Risk assessment is a process whereby any given situation is viewed from the point of view of identifying potential sources of harm and thereby permitting the assessor to take such actions as is necessary to prevent that harm being realised. The process is so simple that children are taught to do it, and from an early age can apply it quite effectively to, for example, crossing the road.
As a process we become more skilled as we grow older such that in our daily lives we conduct risk assessments all the time, often subconsciously, and certainly without the need to have a “written risk assessment” available before we can act. As we become competent workers, that same learned ability to assess the work operation grows with our competence to undertake the tasks required of us.
What Regulation 3 does is make a duty of this process as it relates to the employer and his duties to those effected by his undertakings. The duty does not extend to a requirement that all risk assessments are written risk assessments, indeed when we look at Reg.3 (6) there is no requirement the he produce any written risk assessments at all;
(6) Where the employer employs five or more employees, he shall record –
(a) the significant findings of the assessment; and
b) any group of his employees identified by it as being especially at risk.

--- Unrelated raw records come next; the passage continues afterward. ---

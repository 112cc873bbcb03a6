//! EmoSense Demo Application
//!
//! Runs a full session headless:
//! - Synthetic detector behind a chaotic latency/failure layer
//! - Label changes printed as they happen
//! - Location line and map view printed once
//! - Loop statistics on exit
//!
//! Usage: emosense-demo [--config <file.json>] [--seconds <n>] [--log pretty|json]

use std::sync::Arc;
use std::time::Duration;

use emosense_core::{DisplaySize, EmotionLabel, Point, Rect};
use emosense_runtime::{
    init_logging, AlertSink, AppConfig, DisplaySink, LogFormat, LoopStats, MapDisplay, MapView,
    Position, Session, SessionContext, TextSink,
};
use emosense_test::{
    CallLog, ChaosConfig, ChaosSource, FakeCamera, FakeGeolocation, FakeModelLoader,
    StaticVideo, SyntheticSource,
};
use emosense_visual::{Color, OverlaySurface};
use parking_lot::Mutex;
use tracing::info;

struct Options {
    config: Option<String>,
    seconds: u64,
    log: LogFormat,
}

fn parse_args() -> Result<Options, String> {
    let mut options = Options {
        config: None,
        seconds: 10,
        log: LogFormat::Pretty,
    };

    let mut args = std::env::args().skip(1);
    while let Some(arg) = args.next() {
        let mut value = |flag: &str| args.next().ok_or(format!("{flag} needs a value"));
        match arg.as_str() {
            "--config" => options.config = Some(value("--config")?),
            "--seconds" => {
                options.seconds = value("--seconds")?
                    .parse()
                    .map_err(|e| format!("--seconds: {e}"))?
            }
            "--log" => options.log = LogFormat::parse(&value("--log")?).map_err(|e| e.to_string())?,
            other => return Err(format!("unknown argument '{other}'")),
        }
    }
    Ok(options)
}

/// Prints the emotion label whenever it changes
#[derive(Default)]
struct LabelPrinter {
    last: Mutex<Option<String>>,
}

impl DisplaySink for LabelPrinter {
    fn publish(&self, label: &EmotionLabel) {
        let mut last = self.last.lock();
        if last.as_deref() != Some(label.as_str()) {
            println!("  emotion  > {}", label);
            *last = Some(label.to_string());
        }
    }
}

struct Console;

impl TextSink for Console {
    fn set_text(&self, text: &str) {
        println!("  location > {}", text);
    }
}

impl AlertSink for Console {
    fn alert(&self, message: &str) {
        eprintln!("  ALERT    > {}", message);
    }
}

impl MapDisplay for Console {
    fn show(&self, view: &MapView) {
        println!(
            "  map      > ({:.4}, {:.4}) zoom {} [{}]",
            view.center.latitude, view.center.longitude, view.zoom, view.marker.popup
        );
    }
}

#[derive(Default)]
struct FrameCounts {
    frames: u64,
    boxes: usize,
    captions: usize,
}

/// Overlay that keeps only what the current frame shows
#[derive(Clone, Default)]
struct FrameSurface {
    size: Option<DisplaySize>,
    counts: Arc<Mutex<FrameCounts>>,
}

impl OverlaySurface for FrameSurface {
    fn resize(&mut self, size: DisplaySize) {
        self.size = Some(size);
    }

    fn size(&self) -> Option<DisplaySize> {
        self.size
    }

    fn clear(&mut self) {
        let mut counts = self.counts.lock();
        counts.frames += 1;
        counts.boxes = 0;
        counts.captions = 0;
    }

    fn stroke_rect(&mut self, _rect: Rect, _color: Color, _line_width: f32) {
        self.counts.lock().boxes += 1;
    }

    fn fill_text(&mut self, _text: &str, _at: Point, _color: Color) {
        self.counts.lock().captions += 1;
    }

    fn fill_point(&mut self, _at: Point, _radius: f32, _color: Color) {}
}

fn print_stats(stats: &LoopStats) {
    println!();
    println!("Loop statistics:");
    println!("  ticks:        {}", stats.ticks);
    println!("  started:      {}", stats.started);
    println!("  skipped:      {}", stats.skipped);
    println!("  succeeded:    {}", stats.succeeded);
    println!("  no face:      {}", stats.no_face);
    println!("  failed:       {}", stats.failed);
    println!("  last latency: {:?}", stats.last_latency);
}

#[tokio::main]
async fn main() -> Result<(), Box<dyn std::error::Error>> {
    let options = parse_args()?;
    init_logging(options.log)?;

    let config = match &options.config {
        Some(path) => AppConfig::from_json_str(&std::fs::read_to_string(path)?)?,
        None => AppConfig::default(),
    };

    println!("╔════════════════════════════════════════════════════════════╗");
    println!("║           EmoSense Demo - Headless Perception              ║");
    println!("║     Synthetic faces, chaotic detector, live labels         ║");
    println!("╚════════════════════════════════════════════════════════════╝");
    println!();
    println!(
        "Ticking every {:?} for {} seconds...",
        config.perception.tick_interval, options.seconds
    );
    println!();

    let log = CallLog::new();
    let detector = ChaosSource::new(SyntheticSource::tour(12), ChaosConfig::sluggish());
    let console = Arc::new(Console);
    let overlay = FrameSurface::default();

    let ctx = SessionContext {
        models: Arc::new(FakeModelLoader::new(Arc::new(detector), log.clone())),
        camera: Arc::new(FakeCamera::granting(
            Arc::new(StaticVideo::new(640, 480)),
            log.clone(),
        )),
        geolocation: Some(Arc::new(FakeGeolocation::new(
            Ok(Position::new(52.520_008, 13.404_954)),
            log.clone(),
        ))),
        map: console.clone(),
        emotion_text: Arc::new(LabelPrinter::default()),
        location_text: console.clone(),
        alerts: console,
        overlay: Box::new(overlay.clone()),
    };

    let mut session = Session::launch(ctx, &config).await?;
    info!(calls = ?log.calls(), "session started");

    tokio::time::sleep(Duration::from_secs(options.seconds)).await;
    session.stop();

    print_stats(&session.stats());
    let counts = overlay.counts.lock();
    println!(
        "  overlay:      {} frames, last showed {} boxes and {} captions",
        counts.frames, counts.boxes, counts.captions
    );
    println!();
    println!("Goodbye!");
    Ok(())
}

#[cfg(test)]
mod tests {
    use super::*;
    use emosense_core::Emotion;
    use emosense_test::face_showing;
    use emosense_visual::{render, OverlayStyle};

    #[test]
    fn test_frame_surface_keeps_only_current_frame() {
        let mut surface = FrameSurface::default();
        let size = DisplaySize::new(640, 480).unwrap();
        let faces = vec![
            face_showing(Emotion::Happy, 0.7),
            face_showing(Emotion::Sad, 0.6),
        ];

        for _ in 0..1000 {
            render(&mut surface, &faces, size, size, &OverlayStyle::default());
        }

        let counts = surface.counts.lock();
        assert_eq!(counts.frames, 1000);
        assert_eq!(counts.boxes, 2);
        assert!(counts.captions >= 2);
    }
}
//! Chaos testing for the perception loop
//!
//! Wraps an expression source and makes it misbehave:
//! - Latency with jitter
//! - Failed detection calls
//! - Faces that momentarily disappear

use std::time::Duration;

use async_trait::async_trait;
use emosense_core::{DetectedFace, EmoResult, EmoSenseError, VideoFrame};
use emosense_runtime::ExpressionSource;
use parking_lot::Mutex;
use rand::distributions::{Distribution, Uniform};
use rand::rngs::StdRng;
use rand::{Rng, SeedableRng};

/// Jitter distribution type
#[derive(Clone, Debug)]
pub enum JitterDistribution {
    /// No jitter
    None,
    /// Uniform distribution
    Uniform { min_ms: u32, max_ms: u32 },
    /// Pareto distribution (heavy tail)
    Pareto { scale_ms: f64, shape: f64 },
}

impl JitterDistribution {
    /// Sample a jitter value
    pub fn sample(&self, rng: &mut StdRng) -> Duration {
        match self {
            JitterDistribution::None => Duration::ZERO,
            JitterDistribution::Uniform { min_ms, max_ms } => {
                if max_ms <= min_ms {
                    return Duration::from_millis(*min_ms as u64);
                }
                let dist = Uniform::new(*min_ms, *max_ms);
                Duration::from_millis(dist.sample(rng) as u64)
            }
            JitterDistribution::Pareto { scale_ms, shape } => {
                let u: f64 = rng.gen_range(f64::EPSILON..1.0);
                let value = scale_ms / u.powf(1.0 / shape);
                Duration::from_millis(value.min(2000.0) as u64) // Cap at 2 seconds
            }
        }
    }
}

/// Detector chaos configuration
#[derive(Clone, Debug)]
pub struct ChaosConfig {
    /// Base detection latency
    pub base_latency: Duration,
    /// Jitter distribution
    pub jitter: JitterDistribution,
    /// Failed call rate (0.0 - 1.0)
    pub failure_rate: f64,
    /// Rate of calls that lose every face (0.0 - 1.0)
    pub dropout_rate: f64,
}

impl Default for ChaosConfig {
    fn default() -> Self {
        ChaosConfig {
            base_latency: Duration::from_millis(40),
            jitter: JitterDistribution::Uniform {
                min_ms: 0,
                max_ms: 40,
            },
            failure_rate: 0.02,
            dropout_rate: 0.05,
        }
    }
}

impl ChaosConfig {
    /// Fast, reliable detector
    pub fn calm() -> Self {
        ChaosConfig {
            base_latency: Duration::from_millis(20),
            jitter: JitterDistribution::None,
            failure_rate: 0.0,
            dropout_rate: 0.0,
        }
    }

    /// Detector regularly slower than the tick interval
    pub fn sluggish() -> Self {
        ChaosConfig {
            base_latency: Duration::from_millis(120),
            jitter: JitterDistribution::Pareto {
                scale_ms: 30.0,
                shape: 1.5,
            },
            failure_rate: 0.05,
            dropout_rate: 0.1,
        }
    }

    /// Slow and unreliable
    pub fn hostile() -> Self {
        ChaosConfig {
            base_latency: Duration::from_millis(250),
            jitter: JitterDistribution::Pareto {
                scale_ms: 100.0,
                shape: 1.2,
            },
            failure_rate: 0.3,
            dropout_rate: 0.2,
        }
    }
}

/// Chaos statistics
#[derive(Clone, Debug, Default)]
pub struct ChaosStats {
    pub calls: u64,
    pub failures: u64,
    pub dropouts: u64,
    pub total_latency_ms: u64,
    pub max_latency_ms: u64,
}

impl ChaosStats {
    pub fn avg_latency_ms(&self) -> f64 {
        if self.calls == 0 {
            0.0
        } else {
            self.total_latency_ms as f64 / self.calls as f64
        }
    }
}

enum Fate {
    Fail,
    Dropout,
    Pass,
}

struct ChaosState {
    rng: StdRng,
    stats: ChaosStats,
}

/// Expression source that delays, fails or empties an inner source's results
pub struct ChaosSource<S> {
    inner: S,
    config: ChaosConfig,
    state: Mutex<ChaosState>,
}

impl<S: ExpressionSource> ChaosSource<S> {
    pub fn new(inner: S, config: ChaosConfig) -> Self {
        Self::with_seed(inner, config, rand::random())
    }

    /// Deterministic chaos for reproducible tests
    pub fn with_seed(inner: S, config: ChaosConfig, seed: u64) -> Self {
        ChaosSource {
            inner,
            config,
            state: Mutex::new(ChaosState {
                rng: StdRng::seed_from_u64(seed),
                stats: ChaosStats::default(),
            }),
        }
    }

    pub fn stats(&self) -> ChaosStats {
        self.state.lock().stats.clone()
    }

    pub fn inner(&self) -> &S {
        &self.inner
    }

    fn roll(&self) -> (Duration, Fate) {
        let mut state = self.state.lock();
        let latency = self.config.base_latency + self.config.jitter.sample(&mut state.rng);
        let dice: f64 = state.rng.gen();

        let fate = if dice < self.config.failure_rate {
            Fate::Fail
        } else if dice < self.config.failure_rate + self.config.dropout_rate {
            Fate::Dropout
        } else {
            Fate::Pass
        };

        let latency_ms = latency.as_millis() as u64;
        state.stats.calls += 1;
        state.stats.total_latency_ms += latency_ms;
        state.stats.max_latency_ms = state.stats.max_latency_ms.max(latency_ms);
        match fate {
            Fate::Fail => state.stats.failures += 1,
            Fate::Dropout => state.stats.dropouts += 1,
            Fate::Pass => {}
        }

        (latency, fate)
    }
}

#[async_trait]
impl<S: ExpressionSource> ExpressionSource for ChaosSource<S> {
    async fn detect(&self, frame: &VideoFrame) -> EmoResult<Vec<DetectedFace>> {
        let (latency, fate) = self.roll();
        if !latency.is_zero() {
            tokio::time::sleep(latency).await;
        }

        match fate {
            Fate::Fail => Err(EmoSenseError::DetectionFailure(
                "injected detector failure".to_string(),
            )),
            Fate::Dropout => Ok(Vec::new()),
            Fate::Pass => self.inner.detect(frame).await,
        }
    }
}
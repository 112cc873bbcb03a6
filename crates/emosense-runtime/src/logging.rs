//! Tracing subscriber setup

use emosense_core::{EmoResult, EmoSenseError};
use tracing_subscriber::EnvFilter;

/// Log line format
#[derive(Clone, Copy, Debug, PartialEq, Eq, Default)]
pub enum LogFormat {
    #[default]
    Pretty,
    Json,
}

impl LogFormat {
    pub fn parse(name: &str) -> EmoResult<Self> {
        match name {
            "pretty" => Ok(LogFormat::Pretty),
            "json" => Ok(LogFormat::Json),
            other => Err(EmoSenseError::Config(format!("unknown log format '{other}'"))),
        }
    }
}

/// Install the global subscriber. Filter comes from `RUST_LOG`, default `info`.
pub fn init_logging(format: LogFormat) -> EmoResult<()> {
    let filter = EnvFilter::try_from_default_env().unwrap_or_else(|_| EnvFilter::new("info"));
    let builder = tracing_subscriber::fmt().with_env_filter(filter);

    let result = match format {
        LogFormat::Pretty => builder.try_init(),
        LogFormat::Json => builder.json().try_init(),
    };
    result.map_err(|e| EmoSenseError::Config(format!("logging already initialized: {e}")))
}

What he is required to do is record any significant findings of his assessment.
It is by combining the requirement to conduct risk assessments with the requirement to record significant findings that we source the error that is the belief in a “Written Risk Assessment” for every activity, situation, disabled person, pregnant woman etc. in the workplace.
Whilst it may be prudent in more complex operations to have the process of assessment written up, it is not necessary to do so. There are those who would argue that it is only by having the written assessments that we know that the process has been carried out. This is a logical fallacy. The safe work practices that have been developed by operatives, employers and industry in general point to the same conclusion. Such safe practices are the result of full operation assessments (and not just risk assessments) and therefore point to the risk assessment process having been carried out suitably and sufficiently.
Others would argue that the written risk assessment should and must be carried out only where there are significant risks. And this is the second of the interpretation errors. The regulations make no mention of “significant risks”; anywhere.
The error stems from a misinterpretation of Reg. 3 (6), which requires that significant findings be recorded.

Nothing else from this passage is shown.